• **TASK TO COMPLETE**
Please return the lines below verbatim, beginning at the one that has "total character count" and stopping after the one that has "pub fn char_offset_to_position(&self, char_offset: usize)", and add no other lines.
┌──
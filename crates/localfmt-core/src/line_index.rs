//! Logical line index.
//!
//! Provides offset/position conversion over a document using a Rope, supporting O(log N)
//! lookups in both directions. Line breaks are `\n`, `\r\n` and a lone `\r`; other Unicode
//! line separators are treated as ordinary characters, matching what editors and the LSP
//! consider a line break.

use ropey::{Rope, RopeSlice};

/// Logical line index - implemented using Rope data structure
pub struct LineIndex {
    rope: Rope,
}

impl LineIndex {
    /// Create an index over an empty document.
    pub fn new() -> Self {
        Self { rope: Rope::new() }
    }

    /// Build line index from text
    pub fn from_text(text: &str) -> Self {
        Self {
            rope: Rope::from_str(text),
        }
    }

    /// Get total line count (an empty document has one line)
    pub fn line_count(&self) -> usize {
        self.rope.len_lines()
    }

    /// Get total byte count
    pub fn byte_count(&self) -> usize {
        self.rope.len_bytes()
    }

    /// Get total character count
    pub fn char_count(&self) -> usize {
        self.rope.len_chars()
    }

    /// Character offset at which `line_number` starts.
    ///
    /// Lines past the end map to the end of the document.
    pub fn line_to_char(&self, line_number: usize) -> usize {
        if line_number >= self.rope.len_lines() {
            return self.rope.len_chars();
        }
        self.rope.line_to_char(line_number)
    }

    /// Get line number and column from a character offset.
    ///
    /// Offsets past the end are clamped to the end of the document. An offset that falls
    /// between the `\r` and `\n` of a CRLF pair maps to `content_len + 1` on that line.
    pub fn char_offset_to_position(&self, char_offset: usize) -> (usize, usize) {
        let char_offset = char_offset.min(self.rope.len_chars());

        let line_idx = self.rope.char_to_line(char_offset);
        let line_start_char = self.rope.line_to_char(line_idx);

        (line_idx, char_offset - line_start_char)
    }

    /// Get character offset from line number and column number.
    ///
    /// Lines past the end map to the end of the document; columns are clamped to the last
    /// addressable column of the line (the line break itself is only addressable inside a
    /// CRLF pair).
    pub fn position_to_char_offset(&self, line: usize, column: usize) -> usize {
        if line >= self.rope.len_lines() {
            return self.rope.len_chars();
        }

        let slice = self.rope.line(line);
        let break_len = line_break_len(&slice);
        let content_len = slice.len_chars() - break_len;
        let max_column = content_len + break_len.saturating_sub(1);

        self.rope.line_to_char(line) + column.min(max_column)
    }

    /// Character count of `line`, excluding its line break.
    pub fn line_len(&self, line: usize) -> Option<usize> {
        if line >= self.rope.len_lines() {
            return None;
        }
        let slice = self.rope.line(line);
        Some(slice.len_chars() - line_break_len(&slice))
    }

    /// Get text of the specified line (excluding its line break)
    pub fn line_text(&self, line: usize) -> Option<String> {
        let len = self.line_len(line)?;
        Some(self.rope.line(line).slice(..len).to_string())
    }

    /// Get complete text
    pub fn text(&self) -> String {
        self.rope.to_string()
    }
}

impl Default for LineIndex {
    fn default() -> Self {
        Self::new()
    }
}

fn line_break_len(line: &RopeSlice<'_>) -> usize {
    let len = line.len_chars();
    if len == 0 {
        return 0;
    }
    match line.char(len - 1) {
        '\n' if len >= 2 && line.char(len - 2) == '\r' => 2,
        '\n' | '\r' => 1,
        _ => 0,
    }
}

#[cfg(test)]
mod tests {
    use super::*;

    #[test]
    fn test_new_line_index() {
        let index = LineIndex::new();
        assert_eq!(index.line_count(), 1); // Rope empty document has 1 line
        assert_eq!(index.byte_count(), 0);
        assert_eq!(index.char_count(), 0);
    }

    #[test]
    fn test_from_text() {
        let text = "Line 1\nLine 2\nLine 3";
        let index = LineIndex::from_text(text);

        assert_eq!(index.line_count(), 3);
        assert_eq!(index.byte_count(), text.len());
        assert_eq!(index.char_count(), text.chars().count());
    }

    #[test]
    fn test_char_offset_to_position() {
        let index = LineIndex::from_text("ABC\nDEF\nGHI");

        assert_eq!(index.char_offset_to_position(0), (0, 0)); // A
        assert_eq!(index.char_offset_to_position(2), (0, 2)); // C
        assert_eq!(index.char_offset_to_position(3), (0, 3)); // \n
        assert_eq!(index.char_offset_to_position(4), (1, 0)); // D
        assert_eq!(index.char_offset_to_position(8), (2, 0)); // G
        assert_eq!(index.char_offset_to_position(11), (2, 3)); // end
        assert_eq!(index.char_offset_to_position(99), (2, 3)); // clamped
    }

    #[test]
    fn test_position_to_char_offset() {
        let index = LineIndex::from_text("ABC\nDEF\nGHI");

        assert_eq!(index.position_to_char_offset(0, 0), 0);
        assert_eq!(index.position_to_char_offset(0, 2), 2);
        assert_eq!(index.position_to_char_offset(1, 0), 4);
        assert_eq!(index.position_to_char_offset(2, 0), 8);
        // column clamped to the line content
        assert_eq!(index.position_to_char_offset(0, 50), 3);
        // line past the end
        assert_eq!(index.position_to_char_offset(7, 0), 11);
    }

    #[test]
    fn test_trailing_newline_creates_empty_line() {
        let index = LineIndex::from_text("a\n");
        assert_eq!(index.line_count(), 2);
        assert_eq!(index.char_offset_to_position(2), (1, 0));
        assert_eq!(index.line_text(1).as_deref(), Some(""));
    }

    #[test]
    fn test_crlf_and_lone_cr() {
        let index = LineIndex::from_text("a\r\nb\rc");
        assert_eq!(index.line_count(), 3);
        assert_eq!(index.line_text(0).as_deref(), Some("a"));
        assert_eq!(index.line_text(1).as_deref(), Some("b"));
        assert_eq!(index.line_text(2).as_deref(), Some("c"));

        // between '\r' and '\n'
        assert_eq!(index.char_offset_to_position(2), (0, 2));
        assert_eq!(index.position_to_char_offset(0, 2), 2);
        assert_eq!(index.position_to_char_offset(0, 3), 2);
        assert_eq!(index.char_offset_to_position(3), (1, 0));
        assert_eq!(index.char_offset_to_position(5), (2, 0));
    }

    #[test]
    fn test_unicode_separators_are_not_line_breaks() {
        let index = LineIndex::from_text("a\u{2028}b\u{000C}c");
        assert_eq!(index.line_count(), 1);
    }

    #[test]
    fn test_utf8_cjk() {
        let text = "你好\n世界";
        let index = LineIndex::from_text(text);

        assert_eq!(index.line_count(), 2);
        assert_eq!(index.byte_count(), text.len());
        assert_eq!(index.char_count(), 5);
        assert_eq!(index.char_offset_to_position(1), (0, 1));
        assert_eq!(index.char_offset_to_position(3), (1, 0));
        assert_eq!(index.line_len(1), Some(2));
    }

    #[test]
    fn test_round_trip_every_offset() {
        let text = "fn main() {\r\n    let x = 1;\n\r}\n";
        let index = LineIndex::from_text(text);
        for offset in 0..=index.char_count() {
            let (line, column) = index.char_offset_to_position(offset);
            assert_eq!(index.position_to_char_offset(line, column), offset);
        }
    }

    #[test]
    fn test_large_document() {
        let text = (0..10000)
            .map(|i| format!("Line {}", i))
            .collect::<Vec<_>>()
            .join("\n");

        let index = LineIndex::from_text(&text);
        assert_eq!(index.line_count(), 10000);
        assert_eq!(index.line_text(5000).as_deref(), Some("Line 5000"));
    }
}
└──
• **ANSWER BOX**
    /// Get total character count
    pub fn char_count(&self) -> usize {
        self.rope.len_chars()
    }

    /// Character offset at which `line_number` starts.
    ///
    /// Lines past the end map to the end of the document.
    pub fn line_to_char(&self, line_number: usize) -> usize {
        if line_number >= self.rope.len_lines() {
            return self.rope.len_chars();
        }
        self.rope.line_to_char(line_number)
    }

    /// Get line number and column from a character offset.
    ///
    /// Offsets past the end are clamped to the end of the document. An offset that falls
    /// between the `\r` and `\n` of a CRLF pair maps to `content_len + 1` on that line.
    pub fn char_offset_to_position(&self, char_offset: usize) -> (usize, usize) {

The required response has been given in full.